The good, the bad and the adulterated
Kilham says Naturex tests both for active phytochemicals in maca that give it its human benefit as well as for bacteria and yeast, heavy metals and mold.
“There are of course loads of companies that can’t do that,” says Kilham. “They don’t have the facilities to do that kind of monitoring. Will we see more maca mixed with millet powder? Probably. Overall, I think you can’t find a popular item in the natural products market that hasn’t been copied, adulterated, and hasn’t been deliberately exchanged for something else. This is the legacy for our industry. It really doesn’t matter what the ingredient is.”
That’s why botanical industry initiatives around adulteration are both revolutionary and can change the quality of most of the botanical business. On the .org side of the ledger, the botanical adulterants program spearheaded by the American Botanical Council, American Herbal Phamacopoeia and University of Mississippi’s National Center for Natural Products Research is making inroads into educating quality-conscious companies about which herbs are being adulterated with what can be done about the problem. Though nobody has claimed such initiatives will cure the problem entirely, there remains a swath of companies that want to do the right thing but are hindered by a lack of knowledge of the current methods of adulteration.

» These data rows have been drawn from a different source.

use std::rc::Rc;

use super::{Discovery, SearchState, SingleRun};
use crate::frontier::Stack;
use crate::map::Grid;

/// Depth-first search. Among siblings, the earliest direction is descended
/// into first; explored cells are never pushed again.
pub type Dfs = SingleRun<Stack>;

impl Dfs {
    pub fn new(grid: Rc<Grid>) -> Self {
        SingleRun::with_frontier(
            "dfs",
            grid,
            Stack::new(),
            Discovery::Unexplored,
            SearchState::default(),
        )
    }
}

#[cfg(test)]
mod tests {
    use super::*;
    use crate::algorithm::tests::*;
    use crate::algorithm::SearchAlgorithm;
    use crate::common::{Cell, SearchResult, StepEvent};

    #[test]
    fn test_dfs_prefers_up_then_right() {
        init_tracing();
        let grid = Rc::new(Grid::new(3, 3, &[], (0, 0), (2, 2)).unwrap());
        let mut dfs = Dfs::new(grid.clone());
        let events = run_to_end(&mut dfs);

        let expanded = expanded_cells(&events);
        assert_eq!(expanded[0], (0, 0));
        assert_eq!(expanded[1], (0, 1));

        // (0,0) discovers its children in neighbour order.
        let discovered: Vec<Cell> = events
            .iter()
            .filter_map(|event| match event {
                StepEvent::NodeDiscovered {
                    cell,
                    discovered_from: Some((0, 0)),
                } => Some(*cell),
                _ => None,
            })
            .collect();
        assert_eq!(discovered, vec![(0, 1), (1, 0), (1, 1)]);

        let path = dfs.result().and_then(|r| r.path()).unwrap();
        assert_valid_path(&grid, path);
    }

    #[test]
    fn test_dfs_straight_up() {
        init_tracing();
        let grid = Rc::new(Grid::new(8, 8, &[], (5, 4), (3, 4)).unwrap());
        let mut dfs = Dfs::new(grid);
        let events = run_to_end(&mut dfs);

        assert_eq!(expanded_cells(&events), vec![(5, 4), (4, 4), (3, 4)]);
        assert_eq!(
            dfs.result(),
            Some(&SearchResult::PathFound {
                path: vec![(5, 4), (4, 4), (3, 4)],
                cost: 2.0
            })
        );
    }

    #[test]
    fn test_dfs_explores_each_cell_once() {
        init_tracing();
        let mut obstacles: Vec<Cell> = (2..8).map(|col| (0, col)).collect();
        obstacles.extend((1..7).map(|row| (row, 1)));
        obstacles.extend((2..7).map(|col| (7, col)));
        let grid = Rc::new(Grid::new(8, 8, &obstacles, (0, 0), (7, 7)).unwrap());

        let mut dfs = Dfs::new(grid.clone());
        let events = run_to_end(&mut dfs);
        let expanded = expanded_cells(&events);

        let mut unique = expanded.clone();
        unique.sort();
        unique.dedup();
        assert_eq!(unique.len(), expanded.len());
        assert_explored_matches_events(dfs.state(), &events);
        assert_valid_path(&grid, dfs.result().and_then(|r| r.path()).unwrap());
    }

    #[test]
    fn test_dfs_wall_exhausts() {
        init_tracing();
        let mut dfs = Dfs::new(Rc::new(walled_grid()));
        let events = run_to_end(&mut dfs);

        assert_eq!(events.last(), Some(&StepEvent::SearchFailed));
        assert_eq!(dfs.state().explored().len(), 8);
    }
}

“We’ve tested maca from all around the world using spectrometry and DNA testing,” says Gaia Herbs’ King. “The reason we started testing other macas is we were wondering how in the world can our competitors sell maca at this price. When we tested it we found it’s not all maca. We found Chinese maca adulterated with traces of flour and daisy. They do that to keep prices low, and then the consumer buys maca and doesn’t get any benefit from it.

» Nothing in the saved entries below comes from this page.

use std::cmp::Ordering;
use std::collections::{BinaryHeap, VecDeque};

use crate::common::{Cell, Direction};
use crate::map::Grid;

/// Cumulative cost as whole counts of orthogonal and diagonal moves.
///
/// Compared exactly: `a + b*SQRT_2 == c + d*SQRT_2` only when `a == c` and
/// `b == d`, so equal counts are the only ties and summation order never
/// matters.
#[derive(Debug, Clone, Copy, Default, PartialEq, Eq, Hash)]
pub struct MoveCost {
    pub straight: usize,
    pub diagonal: usize,
}

impl MoveCost {
    pub fn after(self, direction: Direction) -> Self {
        if direction.is_diagonal() {
            MoveCost {
                diagonal: self.diagonal + 1,
                ..self
            }
        } else {
            MoveCost {
                straight: self.straight + 1,
                ..self
            }
        }
    }

    pub fn value(self) -> f64 {
        self.straight as f64 * Grid::step_cost(Direction::Up)
            + self.diagonal as f64 * Grid::step_cost(Direction::BottomRight)
    }
}

impl PartialOrd for MoveCost {
    fn partial_cmp(&self, other: &Self) -> Option<Ordering> {
        Some(self.cmp(other))
    }
}

impl Ord for MoveCost {
    // self - other = x - y*SQRT_2 with x, y integers; its sign is decided by
    // comparing squares once the signs of x and y are known.
    fn cmp(&self, other: &Self) -> Ordering {
        let x = self.straight as i128 - other.straight as i128;
        let y = other.diagonal as i128 - self.diagonal as i128;
        match (x.cmp(&0), y.cmp(&0)) {
            (Ordering::Equal, Ordering::Equal) => Ordering::Equal,
            (Ordering::Greater | Ordering::Equal, Ordering::Less | Ordering::Equal) => {
                Ordering::Greater
            }
            (Ordering::Less | Ordering::Equal, Ordering::Greater | Ordering::Equal) => {
                Ordering::Less
            }
            (Ordering::Greater, Ordering::Greater) => (x * x).cmp(&(2 * y * y)),
            (Ordering::Less, Ordering::Less) => (2 * y * y).cmp(&(x * x)),
        }
    }
}

/// A discovered cell waiting to be expanded.
#[derive(Debug, Clone, Copy, PartialEq)]
pub struct Entry {
    pub cell: Cell,
    pub parent: Option<Cell>,
    /// Move from `parent` that produced this entry, `None` for a seed.
    pub direction: Option<Direction>,
    pub cost: MoveCost,
    pub depth: usize,
}

impl Entry {
    pub fn seed(cell: Cell) -> Self {
        Entry {
            cell,
            parent: None,
            direction: None,
            cost: MoveCost::default(),
            depth: 0,
        }
    }

    fn rank(&self) -> usize {
        self.direction.map_or(0, Direction::rank)
    }
}

/// Push/pop contract shared by every frontier discipline.
pub trait Frontier {
    /// Returns `false` if the discipline refuses the entry.
    fn push(&mut self, entry: Entry) -> bool;

    fn pop(&mut self) -> Option<Entry>;

    fn len(&self) -> usize;

    /// Cells in the order they would be popped.
    fn cells(&self) -> Vec<Cell>;

    fn is_empty(&self) -> bool {
        self.len() == 0
    }

    /// Pushes the children of one expansion, given in neighbour order, and
    /// returns the accepted ones in that same order.
    fn push_siblings(&mut self, siblings: Vec<Entry>) -> Vec<Entry> {
        siblings.into_iter().filter(|entry| self.push(*entry)).collect()
    }
}

/// LIFO. Siblings go in reversed so the first neighbour is popped first.
#[derive(Debug, Default)]
pub struct Stack {
    entries: Vec<Entry>,
}

impl Stack {
    pub fn new() -> Self {
        Self::default()
    }
}

impl Frontier for Stack {
    fn push(&mut self, entry: Entry) -> bool {
        self.entries.push(entry);
        true
    }

    fn pop(&mut self) -> Option<Entry> {
        self.entries.pop()
    }

    fn len(&self) -> usize {
        self.entries.len()
    }

    fn cells(&self) -> Vec<Cell> {
        self.entries.iter().rev().map(|entry| entry.cell).collect()
    }

    fn push_siblings(&mut self, siblings: Vec<Entry>) -> Vec<Entry> {
        let mut accepted: Vec<Entry> = siblings
            .into_iter()
            .rev()
            .filter(|entry| self.push(*entry))
            .collect();
        accepted.reverse();
        accepted
    }
}

/// FIFO.
#[derive(Debug, Default)]
pub struct Queue {
    entries: VecDeque<Entry>,
}

impl Queue {
    pub fn new() -> Self {
        Self::default()
    }
}

impl Frontier for Queue {
    fn push(&mut self, entry: Entry) -> bool {
        self.entries.push_back(entry);
        true
    }

    fn pop(&mut self) -> Option<Entry> {
        self.entries.pop_front()
    }

    fn len(&self) -> usize {
        self.entries.len()
    }

    fn cells(&self) -> Vec<Cell> {
        self.entries.iter().map(|entry| entry.cell).collect()
    }
}

#[derive(Debug)]
struct Keyed {
    entry: Entry,
    seq: usize,
}

impl PartialEq for Keyed {
    fn eq(&self, other: &Self) -> bool {
        self.cmp(other) == Ordering::Equal
    }
}

impl Eq for Keyed {}

impl PartialOrd for Keyed {
    fn partial_cmp(&self, other: &Self) -> Option<Ordering> {
        Some(self.cmp(other))
    }
}

impl Ord for Keyed {
    // Reversed on every key: `BinaryHeap` is a max-heap and we pop the
    // cheapest entry, then the earliest direction, then the oldest push.
    fn cmp(&self, other: &Self) -> Ordering {
        other
            .entry
            .cost
            .cmp(&self.entry.cost)
            .then_with(|| other.entry.rank().cmp(&self.entry.rank()))
            .then_with(|| other.seq.cmp(&self.seq))
    }
}

/// Min-priority queue on cumulative cost.
#[derive(Debug, Default)]
pub struct PriorityQueue {
    heap: BinaryHeap<Keyed>,
    next_seq: usize,
}

impl PriorityQueue {
    pub fn new() -> Self {
        Self::default()
    }
}

impl Frontier for PriorityQueue {
    fn push(&mut self, entry: Entry) -> bool {
        self.heap.push(Keyed {
            entry,
            seq: self.next_seq,
        });
        self.next_seq += 1;
        true
    }

    fn pop(&mut self) -> Option<Entry> {
        self.heap.pop().map(|keyed| keyed.entry)
    }

    fn len(&self) -> usize {
        self.heap.len()
    }

    fn cells(&self) -> Vec<Cell> {
        let mut keyed: Vec<&Keyed> = self.heap.iter().collect();
        keyed.sort_by(|a, b| b.cmp(a));
        keyed.into_iter().map(|keyed| keyed.entry.cell).collect()
    }
}

/// Stack that refuses entries deeper than `limit`.
#[derive(Debug)]
pub struct DepthBoundedStack {
    stack: Stack,
    limit: usize,
}

impl DepthBoundedStack {
    pub fn new(limit: usize) -> Self {
        DepthBoundedStack {
            stack: Stack::new(),
            limit,
        }
    }

    pub fn limit(&self) -> usize {
        self.limit
    }
}

impl Frontier for DepthBoundedStack {
    fn push(&mut self, entry: Entry) -> bool {
        entry.depth <= self.limit && self.stack.push(entry)
    }

    fn pop(&mut self) -> Option<Entry> {
        self.stack.pop()
    }

    fn len(&self) -> usize {
        self.stack.len()
    }

    fn cells(&self) -> Vec<Cell> {
        self.stack.cells()
    }

    fn push_siblings(&mut self, siblings: Vec<Entry>) -> Vec<Entry> {
        let limit = self.limit;
        self.stack
            .push_siblings(siblings.into_iter().filter(|entry| entry.depth <= limit).collect())
    }
}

“What it does is erode the entire industry,” he says, “Including the Peruvian farmers who sold out. Any kind of adulteration in the supplements market is going to be bad for perceived efficacy and potency of the product. That’s the worst thing. That’s unfortunate.”
The price spikes have caused a ripple effect on finished products. Some companies had to raise their consumer prices. Other brands—as ever in the botanical business–bought cheap product, did not verify the certificate of analysis, and offered regularly priced maca that was no doubt adulterated.

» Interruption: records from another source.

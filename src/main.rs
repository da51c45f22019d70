use grid_search_rust::common::Path;
use grid_search_rust::config::{Cli, Config};
use grid_search_rust::controller::SearchController;
use grid_search_rust::map::Grid;
use grid_search_rust::scenario::Scenario;
use grid_search_rust::stat::Stats;
use grid_search_rust::trace::TraceWriter;

use anyhow::Context;
use clap::Parser;
use rand::rngs::StdRng;
use rand::SeedableRng;
use std::time::Instant;
use tracing::{info, warn};
use tracing_subscriber::EnvFilter;

fn load_grid(config: &Config) -> anyhow::Result<Grid> {
    if let Some(path) = &config.scenario_path {
        let mut scenario = Scenario::load_from_file(path)?;
        if let Some((row, col)) = config.start {
            scenario.start = Some([row, col]);
        }
        if let Some((row, col)) = config.target {
            scenario.target = Some([row, col]);
        }
        return scenario
            .build_grid()
            .with_context(|| format!("error with scenario file: {path}"));
    }

    if let Some(path) = &config.map_path {
        return Grid::from_file(path, config.start, config.target);
    }

    let mut rng = StdRng::seed_from_u64(config.seed);
    let grid = Grid::random(config.rows, config.cols, config.obstacle_ratio, &mut rng)?;
    if config.start.is_none() && config.target.is_none() {
        return Ok(grid);
    }
    let start = config.start.unwrap_or(grid.start());
    let target = config.target.unwrap_or(grid.target());
    Ok(Grid::new(
        grid.height,
        grid.width,
        &grid.obstacles(),
        start,
        target,
    )?)
}

fn main() -> anyhow::Result<()> {
    let cli = Cli::parse();

    let config = if let Some(config_file) = cli.config.as_ref() {
        let config_str = std::fs::read_to_string(config_file)?;
        Config::from_yaml_str(&config_str)
            .with_context(|| format!("error with config file: {config_file}"))?
    } else {
        Config::default()
    }
    .override_from_command_line(&cli)?;

    let filter = EnvFilter::try_from_default_env()
        .or_else(|_| EnvFilter::try_new(&config.log_level))
        .context("invalid log level")?;
    tracing_subscriber::fmt().with_env_filter(filter).init();
    if cli.config.is_none() {
        info!("No config file specified, using default config");
    }

    let grid = load_grid(&config)?;
    if let Some(path) = &config.save_scenario {
        Scenario::from_grid(&grid).write_to_file(path)?;
        info!("saved scenario to {path}");
    }
    info!(
        "grid {}x{}, start {:?}, target {:?}\n{}",
        grid.height,
        grid.width,
        grid.start(),
        grid.target(),
        grid.render(&[])
    );

    let mut trace = match &config.trace_path {
        Some(path) => Some(TraceWriter::create(path)?),
        None => None,
    };

    let mut controller = SearchController::new();
    controller.configure(grid)?;

    for kind in config.algorithms()? {
        controller.reset();
        controller.select_algorithm(kind, config.params())?;

        let mut stats = Stats::new(kind.name());
        let start_time = Instant::now();
        for event in controller.run()? {
            if let Some(trace) = trace.as_mut() {
                trace.write(kind.name(), &event)?;
            }
            stats.record(&event);
        }
        stats.time_us = start_time.elapsed().as_micros() as usize;

        let path: Path = controller
            .result()
            .and_then(|result| result.path())
            .cloned()
            .unwrap_or_default();
        if path.is_empty() {
            warn!("{kind} found no path");
        }
        stats.print();
        if !path.is_empty() {
            if let Some(grid) = controller.grid() {
                info!("{kind} path:\n{}", grid.render(&path));
            }
        }
        if let Some(output) = &config.output_path {
            stats.append_csv(output)?;
        }
    }

    if let Some(trace) = trace.as_mut() {
        trace.flush()?;
    }
    Ok(())
}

“Products containing low-quality maca could erode consumers’ faith in maca and the companies that sell it,” says Navitas’ Adelman. “That could lead to the eventual demise of the market, which would severely impact the farmers in Peru, many of whom we have partnered with for more than a decade.”
Today, maca prices have modulated back down from the stratosphere. Peruvian supplies are up, and China is planting more than ever. But it’s difficult to tell whether Chinese maca is grown in Yunnan Province or Tibet. And only high-end testing equipment employed by the likes of Gaia Herbs (which also tests maca for Navitas) can detect whether phytochemical biomarkers are high, even if a material registers as bona fide maca. And of course certificates of analysis are rare to be trusted, yet some companies still do, not least because the price of the raw material is right, and the cost of testing incoming product is seen as not worth the cost.
It’s the same story that has played out in many areas of the supplements world, from coQ10 a decade ago to curcumin and black cohosh today. New legal and regulatory efforts are seen by many in the responsible supplements industry as being good things to bring to heel the problem of adulteration. But, as Kilham noted, the legend of natural products with an aura of the amazing will continue unabated.
What, then, will be the next maca? Kilham is preparing to begin exploring southeast Asia. The next blockbuster could be waiting in a remote valley, packed with properties and potential, and a whole new set of market challenges for the industry.